The appellants’ first point, which was in effect that if the field was well marked and limited by fences, on or before April 1, 1865, and contained six acres or thereabouts, and was then in possession of Dr. Sarver, that David Welsh also had possession of a part thereof at the same time, and that no other inclosure or piece of the farm described in the deed from Mevey to Mitch*82ell and Armstrong, dated April 1,1865, could be described by the same language, or words of description as embraced in the exception contained in the said deed, then the plaintiffs are not entitled to recover and the verdict should be for the defendants, which was affirmed by the court, and the proofs which were directed to the occupancy of the whole field, or to the part exclusive of the part used for house and garden, demonstrate that the question involved was one not relating to the construction of the reservation but to the identity of the location. It was one of location, not of construction. The grantor reserved the field occupied bjr Sarver and Welsh and used the words in regard to such occupancy to describe such field.

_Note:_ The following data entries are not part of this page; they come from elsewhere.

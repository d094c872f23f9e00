//! Engine configuration.
//!
//! Hosts build an `EngineConfig` once at startup (or load it from JSON)
//! and pass it to match setup, the submission guard and bots.

use serde::{Deserialize, Serialize};

use super::error::Result;
use crate::cards::CardMapping;

/// Bounded wait used by bots whose hand is empty.
#[derive(Clone, Copy, Debug, PartialEq, Eq, Serialize, Deserialize)]
pub struct WaitPolicy {
    /// Reload attempts before giving up on the hand.
    pub attempts: u32,

    /// Pause between attempts, in milliseconds.
    pub interval_ms: u64,
}

impl Default for WaitPolicy {
    fn default() -> Self {
        Self {
            attempts: 5,
            interval_ms: 1_000,
        }
    }
}

impl WaitPolicy {
    #[must_use]
    pub fn interval(&self) -> std::time::Duration {
        std::time::Duration::from_millis(self.interval_ms)
    }
}

/// Engine configuration parameters.
#[derive(Clone, Debug, PartialEq, Serialize, Deserialize)]
#[serde(default)]
pub struct EngineConfig {
    /// Field rows in a new match.
    pub rows: usize,

    /// Slots per field row in a new match.
    pub slots: usize,

    /// Hit points (and max hit points) every player starts with.
    pub starting_hp: i64,

    /// Cards dealt to each player in the opening turn.
    pub opening_draw: usize,

    /// Cards a bot draws when it picks the draw option.
    pub bot_draw: usize,

    /// Rows (from the top of the grid) a bot may place cards into.
    pub bot_rows: usize,

    /// Stat mapping for libraries built with `CardLibrary::for_config`.
    pub card_mapping: CardMapping,

    /// How long a bot waits for cards to reach its empty hand.
    pub hand_wait: WaitPolicy,

    /// Reject submitted events from players who do not hold the turn.
    pub enforce_turn: bool,
}

impl Default for EngineConfig {
    fn default() -> Self {
        Self {
            rows: 6,
            slots: 3,
            starting_hp: 5_000,
            opening_draw: 3,
            bot_draw: 3,
            bot_rows: 3,
            card_mapping: CardMapping::default(),
            hand_wait: WaitPolicy::default(),
            enforce_turn: false,
        }
    }
}

impl EngineConfig {
    /// Load a config from JSON. Missing keys take their defaults.
    pub fn from_json(json: &str) -> Result<Self> {
        Ok(serde_json::from_str(json)?)
    }

    /// Set the field grid shape.
    #[must_use]
    pub fn with_grid(mut self, rows: usize, slots: usize) -> Self {
        self.rows = rows;
        self.slots = slots;
        self
    }

    #[must_use]
    pub fn with_starting_hp(mut self, hp: i64) -> Self {
        self.starting_hp = hp;
        self
    }

    #[must_use]
    pub fn with_opening_draw(mut self, count: usize) -> Self {
        self.opening_draw = count;
        self
    }

    #[must_use]
    pub fn with_bot_draw(mut self, count: usize) -> Self {
        self.bot_draw = count;
        self
    }

    #[must_use]
    pub fn with_bot_rows(mut self, rows: usize) -> Self {
        self.bot_rows = rows;
        self
    }

    #[must_use]
    pub fn with_card_mapping(mut self, mapping: CardMapping) -> Self {
        self.card_mapping = mapping;
        self
    }

    #[must_use]
    pub fn with_hand_wait(mut self, attempts: u32, interval_ms: u64) -> Self {
        self.hand_wait = WaitPolicy {
            attempts,
            interval_ms,
        };
        self
    }

    #[must_use]
    pub fn with_enforce_turn(mut self, enforce: bool) -> Self {
        self.enforce_turn = enforce;
        self
    }
}

#[cfg(test)]
mod tests {
    use super::*;

    #[test]
    fn test_default_config() {
        let config = EngineConfig::default();
        assert_eq!((config.rows, config.slots), (6, 3));
        assert_eq!(config.starting_hp, 5_000);
        assert_eq!(config.bot_draw, 3);
        assert_eq!(config.hand_wait.attempts, 5);
        assert!(!config.enforce_turn);
    }

    #[test]
    fn test_builder_pattern() {
        let config = EngineConfig::default()
            .with_grid(2, 2)
            .with_starting_hp(30)
            .with_hand_wait(2, 0)
            .with_enforce_turn(true);

        assert_eq!((config.rows, config.slots), (2, 2));
        assert_eq!(config.starting_hp, 30);
        assert_eq!(config.hand_wait.interval(), std::time::Duration::ZERO);
        assert!(config.enforce_turn);
    }

    #[test]
    fn test_from_json_partial() {
        let config = EngineConfig::from_json(r#"{"starting_hp": 40, "card_mapping": {"atk": "power"}}"#)
            .unwrap();

        assert_eq!(config.starting_hp, 40);
        assert_eq!(config.rows, 6);
        assert_eq!(config.card_mapping.key_for("atk"), Some("power"));
        assert_eq!(config.card_mapping.key_for("def"), None);
    }

    #[test]
    fn test_from_json_invalid() {
        assert!(EngineConfig::from_json("{not json").is_err());
    }
}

Under the circumstances the locality of the field thus occupied was a question of fact to be determined by the jury. In Thompson on Trials, § 1461, it is said: “ A question of location or the application of the grant to its proper subject-matter is a question of fact to be determined by the jury by the aid of extrinsic evidence.” Again in § 1463 it is said: “ Whether land in controversy is included within a particular grant being a question .of identity is necessarily a question of fact for a jury.”

There was therefore no error in submitting this question of fact to the jury, and this judgment is affirmed.